### What you have to do
The records that follow are to be repeated without alteration.

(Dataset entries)
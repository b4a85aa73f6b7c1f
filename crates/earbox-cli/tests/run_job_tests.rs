use earbox_core::ingest::IngestResult;
use earbox_core::job::ResultDocument;
use earbox_core::types::GroupKey;
use image::{DynamicImage, ImageFormat};
use pretty_assertions::assert_eq;
use std::fs;
use std::path::Path;
use std::process::{Command, Output};

const JOB_VARIABLES: [&str; 7] = [
    "AWS_REGION",
    "INPUT_BUCKET",
    "OUTPUT_BUCKET",
    "INPUT_PREFIX",
    "OUTPUT_KEY",
    "LOG_GROUP",
    "LOG_STREAM",
];

fn seed_bucket(root: &Path) {
    let input = root.join("input/in");
    fs::create_dir_all(&input).unwrap();
    fs::create_dir_all(root.join("output")).unwrap();
    fs::write(input.join("session_para"), "exposure=12\n").unwrap();
    fs::write(input.join("broken.jpg"), b"not a jpeg").unwrap();

    let frame = DynamicImage::new_rgb8(8, 6);
    for marker in ['V', 'I'] {
        for digit in 1..=6 {
            frame
                .save_with_format(input.join(format!("{marker}{digit}xM@s.jpg")), ImageFormat::Jpeg)
                .unwrap();
        }
    }
}

/// Run `earbox run-job` with only the given job variables set
fn run_job(root: &Path, vars: &[(&str, &str)]) -> Output {
    let mut command = Command::new(env!("CARGO_BIN_EXE_earbox"));
    command.arg("run-job").arg("--root").arg(root);
    for var in JOB_VARIABLES {
        command.env_remove(var);
    }
    command.env_remove("RUST_LOG").envs(vars.iter().copied());
    command.output().unwrap()
}

fn read_document(root: &Path, key: &str) -> ResultDocument {
    let body = fs::read(root.join("output").join(key)).unwrap();
    serde_json::from_slice(&body).unwrap()
}

#[test]
fn test_run_job_writes_result_document() {
    let dir = tempfile::tempdir().unwrap();
    seed_bucket(dir.path());

    let output = run_job(
        dir.path(),
        &[
            ("INPUT_BUCKET", "input"),
            ("OUTPUT_BUCKET", "output"),
            ("INPUT_PREFIX", "in/"),
            ("LOG_STREAM", "local-run"),
        ],
    );
    assert!(output.status.success(), "{}", String::from_utf8_lossy(&output.stderr));
    assert_eq!(
        String::from_utf8_lossy(&output.stdout).trim(),
        "s3://output/test_output.json"
    );

    let document = read_document(dir.path(), "test_output.json");
    assert_eq!(document.control_file_content, "exposure=12\n");
    let group = &document.valid_groups[&GroupKey::new("xM@s.jpg")];
    assert_eq!(group.primary_count(), 6);
    assert_eq!(group.secondary_count(), 6);

    assert_eq!(document.processed_images.len(), 13);
    let decoded: Vec<_> = document
        .processed_images
        .iter()
        .filter_map(|result| match result {
            IngestResult::Success { width, height, channels, .. } => Some((*width, *height, *channels)),
            IngestResult::Error { .. } => None,
        })
        .collect();
    assert_eq!(decoded, vec![(8, 6, 3); 12]);

    let stderr = String::from_utf8_lossy(&output.stderr);
    assert!(stderr.contains("Job completed successfully"));
    assert!(stderr.contains("local-run"));
}

#[test]
fn test_flags_override_variables() {
    let dir = tempfile::tempdir().unwrap();
    seed_bucket(dir.path());

    let output = Command::new(env!("CARGO_BIN_EXE_earbox"))
        .args(["run-job", "--input-bucket", "input", "--output-key", "results/flagged.json"])
        .arg("--root")
        .arg(dir.path())
        .env("INPUT_BUCKET", "missing")
        .env("OUTPUT_BUCKET", "output")
        .env("INPUT_PREFIX", "in/")
        .env_remove("OUTPUT_KEY")
        .output()
        .unwrap();
    assert!(output.status.success(), "{}", String::from_utf8_lossy(&output.stderr));

    let document = read_document(dir.path(), "results/flagged.json");
    assert_eq!(document.valid_groups.len(), 1);
}

#[test]
fn test_empty_prefix_skips_ingest() {
    let dir = tempfile::tempdir().unwrap();
    seed_bucket(dir.path());

    let output = run_job(
        dir.path(),
        &[("INPUT_BUCKET", "input"), ("OUTPUT_BUCKET", "output"), ("INPUT_PREFIX", "")],
    );
    assert!(output.status.success(), "{}", String::from_utf8_lossy(&output.stderr));

    let document = read_document(dir.path(), "test_output.json");
    assert!(document.processed_images.is_empty());
    assert_eq!(document.valid_groups.len(), 1);
    assert!(String::from_utf8_lossy(&output.stderr)
        .contains("No prefix provided, skipping image processing"));
}

#[test]
fn test_missing_output_bucket_fails() {
    let dir = tempfile::tempdir().unwrap();
    seed_bucket(dir.path());

    let output = run_job(dir.path(), &[("INPUT_BUCKET", "input")]);
    assert!(!output.status.success());
    assert!(String::from_utf8_lossy(&output.stderr).contains("OUTPUT_BUCKET"));
    assert!(!dir.path().join("output/test_output.json").exists());
}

### Response to this exercise
repository b4a85aa73f6b7c1f
filename crates/earbox-cli/tests/run_job_tests.rs
use earbox_core::ingest::IngestResult;
use earbox_core::job::ResultDocument;
use earbox_core::types::GroupKey;
use image::{DynamicImage, ImageFormat};
use pretty_assertions::assert_eq;
use std::fs;
use std::path::Path;
use std::process::{Command, Output};

const JOB_VARIABLES: [&str; 7] = [
    "AWS_REGION",
    "INPUT_BUCKET",
    "OUTPUT_BUCKET",
    "INPUT_PREFIX",
    "OUTPUT_KEY",
    "LOG_GROUP",
    "LOG_STREAM",
];

fn seed_bucket(root: &Path) {
    let input = root.join("input/in");
    fs::create_dir_all(&input).unwrap();
    fs::create_dir_all(root.join("output")).unwrap();
    fs::write(input.join("session_para"), "exposure=12\n").unwrap();
    fs::write(input.join("broken.jpg"), b"not a jpeg").unwrap();

    let frame = DynamicImage::new_rgb8(8, 6);
    for marker in ['V', 'I'] {
        for digit in 1..=6 {
            frame
                .save_with_format(input.join(format!("{marker}{digit}xM@s.jpg")), ImageFormat::Jpeg)
                .unwrap();
        }
    }
}

/// Run `earbox run-job` with only the given job variables set
fn run_job(root: &Path, vars: &[(&str, &str)]) -> Output {
    let mut command = Command::new(env!("CARGO_BIN_EXE_earbox"));
    command.arg("run-job").arg("--root").arg(root);
    for var in JOB_VARIABLES {
        command.env_remove(var);
    }
    command.env_remove("RUST_LOG").envs(vars.iter().copied());
    command.output().unwrap()
}

fn read_document(root: &Path, key: &str) -> ResultDocument {
    let body = fs::read(root.join("output").join(key)).unwrap();
    serde_json::from_slice(&body).unwrap()
}

#[test]
fn test_run_job_writes_result_document() {
    let dir = tempfile::tempdir().unwrap();
    seed_bucket(dir.path());

    let output = run_job(
        dir.path(),
        &[
            ("INPUT_BUCKET", "input"),
            ("OUTPUT_BUCKET", "output"),
            ("INPUT_PREFIX", "in/"),
            ("LOG_STREAM", "local-run"),
        ],
    );
    assert!(output.status.success(), "{}", String::from_utf8_lossy(&output.stderr));
    assert_eq!(
        String::from_utf8_lossy(&output.stdout).trim(),
        "s3://output/test_output.json"
    );

    let document = read_document(dir.path(), "test_output.json");
    assert_eq!(document.control_file_content, "exposure=12\n");
    let group = &document.valid_groups[&GroupKey::new("xM@s.jpg")];
    assert_eq!(group.primary_count(), 6);
    assert_eq!(group.secondary_count(), 6);

    assert_eq!(document.processed_images.len(), 13);
    let decoded: Vec<_> = document
        .processed_images
        .iter()
        .filter_map(|result| match result {
            IngestResult::Success { width, height, channels, .. } => Some((*width, *height, *channels)),
            IngestResult::Error { .. } => None,
        })
        .collect();
    assert_eq!(decoded, vec![(8, 6, 3); 12]);

    let stderr = String::from_utf8_lossy(&output.stderr);
    assert!(stderr.contains("Job completed successfully"));
    assert!(stderr.contains("local-run"));
}

#[test]
fn test_flags_override_variables() {
    let dir = tempfile::tempdir().unwrap();
    seed_bucket(dir.path());

    let output = Command::new(env!("CARGO_BIN_EXE_earbox"))
        .args(["run-job", "--input-bucket", "input", "--output-key", "results/flagged.json"])
        .arg("--root")
        .arg(dir.path())
        .env("INPUT_BUCKET", "missing")
        .env("OUTPUT_BUCKET", "output")
        .env("INPUT_PREFIX", "in/")
        .env_remove("OUTPUT_KEY")
        .output()
        .unwrap();
    assert!(output.status.success(), "{}", String::from_utf8_lossy(&output.stderr));

    let document = read_document(dir.path(), "results/flagged.json");
    assert_eq!(document.valid_groups.len(), 1);
}

#[test]
fn test_empty_prefix_skips_ingest() {
    let dir = tempfile::tempdir().unwrap();
    seed_bucket(dir.path());

    let output = run_job(
        dir.path(),
        &[("INPUT_BUCKET", "input"), ("OUTPUT_BUCKET", "output"), ("INPUT_PREFIX", "")],
    );
    assert!(output.status.success(), "{}", String::from_utf8_lossy(&output.stderr));

    let document = read_document(dir.path(), "test_output.json");
    assert!(document.processed_images.is_empty());
    assert_eq!(document.valid_groups.len(), 1);
    assert!(String::from_utf8_lossy(&output.stderr)
        .contains("No prefix provided, skipping image processing"));
}

#[test]
fn test_missing_output_bucket_fails() {
    let dir = tempfile::tempdir().unwrap();
    seed_bucket(dir.path());

    let output = run_job(dir.path(), &[("INPUT_BUCKET", "input")]);
    assert!(!output.status.success());
    assert!(String::from_utf8_lossy(&output.stderr).contains("OUTPUT_BUCKET"));
    assert!(!dir.path().join("output/test_output.json").exists());
}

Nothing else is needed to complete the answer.